* What to work on
Among the lines of the data, copy those that hold "provider".
★ ★ ★ ★ ★ ★ ★
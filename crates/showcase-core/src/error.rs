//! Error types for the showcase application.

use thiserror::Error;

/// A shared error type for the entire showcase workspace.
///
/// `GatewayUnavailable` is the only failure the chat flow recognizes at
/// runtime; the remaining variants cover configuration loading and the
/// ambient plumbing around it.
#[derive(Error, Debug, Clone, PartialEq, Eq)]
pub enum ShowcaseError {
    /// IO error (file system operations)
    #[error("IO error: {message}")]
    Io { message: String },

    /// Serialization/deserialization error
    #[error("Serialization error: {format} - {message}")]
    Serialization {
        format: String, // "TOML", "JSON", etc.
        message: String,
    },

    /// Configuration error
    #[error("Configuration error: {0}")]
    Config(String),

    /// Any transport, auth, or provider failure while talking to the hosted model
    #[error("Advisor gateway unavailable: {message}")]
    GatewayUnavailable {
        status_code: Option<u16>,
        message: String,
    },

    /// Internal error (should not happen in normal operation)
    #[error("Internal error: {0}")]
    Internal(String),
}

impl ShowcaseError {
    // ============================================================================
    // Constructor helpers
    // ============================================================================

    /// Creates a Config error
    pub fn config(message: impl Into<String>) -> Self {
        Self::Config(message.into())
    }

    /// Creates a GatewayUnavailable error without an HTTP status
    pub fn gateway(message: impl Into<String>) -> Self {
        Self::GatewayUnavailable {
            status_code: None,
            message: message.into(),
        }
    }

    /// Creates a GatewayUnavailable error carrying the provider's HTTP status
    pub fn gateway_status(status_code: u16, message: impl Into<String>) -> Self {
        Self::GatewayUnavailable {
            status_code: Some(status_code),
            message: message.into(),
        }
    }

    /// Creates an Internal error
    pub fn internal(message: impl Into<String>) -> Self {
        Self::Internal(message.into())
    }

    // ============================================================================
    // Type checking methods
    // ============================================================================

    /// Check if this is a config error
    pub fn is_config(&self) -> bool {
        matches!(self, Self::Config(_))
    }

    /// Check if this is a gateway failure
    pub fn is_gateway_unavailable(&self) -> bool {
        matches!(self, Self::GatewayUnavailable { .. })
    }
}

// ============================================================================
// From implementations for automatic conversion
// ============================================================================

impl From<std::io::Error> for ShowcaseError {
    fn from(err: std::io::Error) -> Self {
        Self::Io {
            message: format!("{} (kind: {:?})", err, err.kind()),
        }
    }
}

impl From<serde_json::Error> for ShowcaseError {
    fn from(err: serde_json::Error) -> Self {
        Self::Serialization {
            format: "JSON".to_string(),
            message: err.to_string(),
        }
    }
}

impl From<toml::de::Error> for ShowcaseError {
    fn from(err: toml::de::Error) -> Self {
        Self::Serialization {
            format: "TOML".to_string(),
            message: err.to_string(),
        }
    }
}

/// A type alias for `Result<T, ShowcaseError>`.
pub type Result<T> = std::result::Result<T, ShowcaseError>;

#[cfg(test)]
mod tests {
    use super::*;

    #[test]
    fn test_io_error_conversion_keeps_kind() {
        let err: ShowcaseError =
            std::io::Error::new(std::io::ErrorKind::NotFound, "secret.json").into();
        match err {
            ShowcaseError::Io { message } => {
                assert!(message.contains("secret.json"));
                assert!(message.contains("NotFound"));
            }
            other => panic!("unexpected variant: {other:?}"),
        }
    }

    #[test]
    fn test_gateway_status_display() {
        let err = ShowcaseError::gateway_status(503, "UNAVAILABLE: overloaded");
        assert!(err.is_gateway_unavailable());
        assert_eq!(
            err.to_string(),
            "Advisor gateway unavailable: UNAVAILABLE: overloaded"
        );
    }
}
★ ★ ★ ★ ★ ★ ★
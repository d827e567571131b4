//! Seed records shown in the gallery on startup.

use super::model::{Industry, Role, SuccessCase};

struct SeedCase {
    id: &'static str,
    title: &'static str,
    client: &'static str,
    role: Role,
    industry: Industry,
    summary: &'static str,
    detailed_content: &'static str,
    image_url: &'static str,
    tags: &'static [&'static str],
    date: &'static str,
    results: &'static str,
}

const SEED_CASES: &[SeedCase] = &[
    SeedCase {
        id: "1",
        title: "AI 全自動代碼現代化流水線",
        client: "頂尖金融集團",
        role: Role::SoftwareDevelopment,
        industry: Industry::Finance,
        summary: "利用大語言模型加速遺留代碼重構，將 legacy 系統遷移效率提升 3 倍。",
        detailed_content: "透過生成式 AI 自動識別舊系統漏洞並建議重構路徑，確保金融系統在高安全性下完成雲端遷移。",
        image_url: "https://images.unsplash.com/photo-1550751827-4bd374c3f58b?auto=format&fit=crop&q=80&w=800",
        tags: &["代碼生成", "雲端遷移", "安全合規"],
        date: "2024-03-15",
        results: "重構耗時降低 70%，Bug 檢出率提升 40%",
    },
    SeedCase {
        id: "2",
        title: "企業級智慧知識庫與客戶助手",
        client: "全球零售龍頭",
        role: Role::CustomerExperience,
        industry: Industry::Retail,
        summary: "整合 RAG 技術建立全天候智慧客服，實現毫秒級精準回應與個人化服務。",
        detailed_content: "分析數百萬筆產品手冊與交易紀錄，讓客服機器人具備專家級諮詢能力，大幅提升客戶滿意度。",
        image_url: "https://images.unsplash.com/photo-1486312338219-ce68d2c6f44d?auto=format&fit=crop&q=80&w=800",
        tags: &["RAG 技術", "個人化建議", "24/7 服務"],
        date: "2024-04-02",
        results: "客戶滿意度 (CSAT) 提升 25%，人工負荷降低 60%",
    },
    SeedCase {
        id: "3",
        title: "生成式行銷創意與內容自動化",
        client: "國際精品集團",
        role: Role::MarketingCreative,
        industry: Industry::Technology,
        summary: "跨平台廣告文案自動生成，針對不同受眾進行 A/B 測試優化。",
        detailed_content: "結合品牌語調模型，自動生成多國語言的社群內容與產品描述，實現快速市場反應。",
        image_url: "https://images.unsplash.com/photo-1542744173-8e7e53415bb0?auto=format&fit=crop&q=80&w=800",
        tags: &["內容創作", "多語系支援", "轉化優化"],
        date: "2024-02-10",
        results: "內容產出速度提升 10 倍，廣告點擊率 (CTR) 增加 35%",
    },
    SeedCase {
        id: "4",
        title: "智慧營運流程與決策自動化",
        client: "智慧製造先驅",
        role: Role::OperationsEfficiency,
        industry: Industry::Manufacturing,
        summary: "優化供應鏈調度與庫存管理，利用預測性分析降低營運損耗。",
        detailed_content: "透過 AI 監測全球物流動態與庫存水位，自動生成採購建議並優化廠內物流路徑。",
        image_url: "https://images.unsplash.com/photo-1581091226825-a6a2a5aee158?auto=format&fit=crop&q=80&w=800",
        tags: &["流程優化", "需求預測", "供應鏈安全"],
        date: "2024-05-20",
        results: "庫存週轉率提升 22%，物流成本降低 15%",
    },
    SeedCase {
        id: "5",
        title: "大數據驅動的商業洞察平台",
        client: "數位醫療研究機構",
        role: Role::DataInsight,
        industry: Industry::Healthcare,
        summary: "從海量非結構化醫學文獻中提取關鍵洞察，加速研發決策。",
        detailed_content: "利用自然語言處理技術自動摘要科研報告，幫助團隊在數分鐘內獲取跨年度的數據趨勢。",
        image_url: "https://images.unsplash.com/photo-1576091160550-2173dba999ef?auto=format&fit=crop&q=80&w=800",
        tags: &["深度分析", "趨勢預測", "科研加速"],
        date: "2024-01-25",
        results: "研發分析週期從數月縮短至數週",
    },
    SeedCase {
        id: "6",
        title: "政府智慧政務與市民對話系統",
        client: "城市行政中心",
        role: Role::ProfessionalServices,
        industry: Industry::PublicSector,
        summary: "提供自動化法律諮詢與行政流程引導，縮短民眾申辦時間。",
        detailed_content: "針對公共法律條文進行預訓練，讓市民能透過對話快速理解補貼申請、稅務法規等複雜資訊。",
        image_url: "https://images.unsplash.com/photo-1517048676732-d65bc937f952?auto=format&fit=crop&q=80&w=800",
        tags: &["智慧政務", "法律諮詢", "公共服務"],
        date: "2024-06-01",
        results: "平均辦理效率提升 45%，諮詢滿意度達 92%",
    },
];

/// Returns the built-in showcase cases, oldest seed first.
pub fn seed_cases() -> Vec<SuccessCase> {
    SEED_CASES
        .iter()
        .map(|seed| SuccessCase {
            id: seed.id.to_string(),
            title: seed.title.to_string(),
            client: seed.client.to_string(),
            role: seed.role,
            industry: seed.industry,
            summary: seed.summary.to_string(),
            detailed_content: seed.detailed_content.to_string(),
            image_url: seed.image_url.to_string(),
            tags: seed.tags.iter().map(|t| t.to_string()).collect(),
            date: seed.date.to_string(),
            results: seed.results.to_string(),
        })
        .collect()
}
★ ★ ★ ★ ★ ★ ★
* Answer box
    /// Any transport, auth, or provider failure while talking to the hosted model
    /// Creates a GatewayUnavailable error carrying the provider's HTTP status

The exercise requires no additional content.